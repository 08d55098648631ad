//! [`Command`] for creating a [`Session`].

use common::{
    operations::{By, Select},
    DateTime,
};
use derive_more::{Display, Error, From};
use secrecy::{ExposeSecret, SecretBox};
use tracerr::Traced;

#[cfg(doc)]
use crate::domain::customer::{session::Token, Password};
use crate::{
    domain::{
        contact,
        customer::{self, session, Session},
        Customer,
    },
    infra::{database, Database},
    Classify, ErrorKind, Service,
};

use super::Command;

/// [`Command`] for creating a [`Session`].
#[derive(Clone, Debug, From)]
pub enum CreateCustomerSession {
    /// Create a new [`Session`] by [`Customer`] credentials.
    ByCredentials {
        /// Email address of a [`Customer`].
        email: contact::Email,

        /// [`Password`] of a [`Customer`].
        password: SecretBox<customer::Password>,
    },

    /// Create a new [`Session`] by [`Customer`] ID.
    ByCustomerId(customer::Id),
}

/// Output of [`CreateCustomerSession`] [`Command`].
#[derive(Clone, Debug)]
pub struct Output {
    /// [`Token`] of the created [`Session`].
    pub token: session::Token,

    /// [`Customer`] whose [`Session`] has been created.
    pub customer: Customer,

    /// [`DateTime`] when the [`Session`] expires.
    pub expires_at: session::ExpirationDateTime,
}

impl<Db, Ntf> Command<CreateCustomerSession> for Service<Db, Ntf>
where
    Db: Database<
            Select<By<Option<Customer>, customer::Id>>,
            Ok = Option<Customer>,
            Err = Traced<database::Error>,
        > + for<'l> Database<
            Select<By<Option<Customer>, &'l contact::Email>>,
            Ok = Option<Customer>,
            Err = Traced<database::Error>,
        >,
{
    type Ok = Output;
    type Err = Traced<ExecutionError>;

    async fn execute(
        &self,
        cmd: CreateCustomerSession,
    ) -> Result<Self::Ok, Self::Err> {
        use CreateCustomerSession as Cmd;
        use ExecutionError as E;

        let customer = match cmd {
            Cmd::ByCredentials { email, password } => {
                let customer = self
                    .database()
                    .execute(Select(By::<Option<Customer>, _>::new(&email)))
                    .await
                    .map_err(tracerr::map_from_and_wrap!(=> E))?
                    .ok_or(E::WrongCredentials)
                    .map_err(tracerr::wrap!())?;

                if !customer
                    .password_hash
                    .verify(password.expose_secret())
                    .map_err(tracerr::from_and_wrap!(=> E))?
                {
                    return Err(tracerr::new!(E::WrongCredentials));
                }

                customer
            }
            Cmd::ByCustomerId(customer_id) => self
                .database()
                .execute(Select(By::<Option<Customer>, _>::new(customer_id)))
                .await
                .map_err(tracerr::map_from_and_wrap!(=> E))?
                .ok_or(E::CustomerNotExists(customer_id))
                .map_err(tracerr::wrap!())?,
        };

        let expires_at =
            (DateTime::now() + self.config().session_ttl).coerce();
        let token = jsonwebtoken::encode::<Session>(
            &jsonwebtoken::Header::default(),
            &Session {
                customer_id: customer.id,
                expires_at,
            },
            &self.config().jwt_encoding_key,
        )
        .map_err(tracerr::from_and_wrap!(=> E))?;

        // SAFETY: `jsonwebtoken::encode` always returns a valid
        //         `session::Token`.
        #[expect(unsafe_code, reason = "invariants are preserved")]
        let token = unsafe { session::Token::new_unchecked(token) };

        Ok(Output {
            token,
            customer,
            expires_at,
        })
    }
}

/// Error of [`CreateCustomerSession`] [`Command`] execution.
#[derive(Debug, Display, Error, From)]
pub enum ExecutionError {
    /// [`Customer`] with the provided ID does not exist.
    #[display("`Customer(id: {_0})` does not exist")]
    CustomerNotExists(#[error(not(source))] customer::Id),

    /// [`Database`] error.
    #[display("`Database` operation failed: {_0}")]
    #[from]
    Db(database::Error),

    /// [`jsonwebtoken`] encoding error.
    #[display("Failed to encode a JSON Web Token: {_0}")]
    #[from]
    JsonWebTokenEncodeError(jsonwebtoken::errors::Error),

    /// Stored password hash cannot be checked.
    #[display("Failed to verify the password: {_0}")]
    #[from]
    PasswordHash(argon2::password_hash::Error),

    /// [`CreateCustomerSession::ByCredentials`] contains wrong credentials.
    #[display("Wrong `Customer` credentials")]
    WrongCredentials,
}

impl Classify for ExecutionError {
    fn kind(&self) -> ErrorKind {
        match self {
            Self::CustomerNotExists(_) => ErrorKind::NotFound,
            Self::Db(e) => e.kind(),
            Self::WrongCredentials => ErrorKind::Unauthorized,
            Self::JsonWebTokenEncodeError(_) | Self::PasswordHash(_) => {
                ErrorKind::Unclassified
            }
        }
    }
}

> _Exercise instructions_
Give the number of lines in the listing that hold the word "Clone", with no other words.

> _Response to the task_
2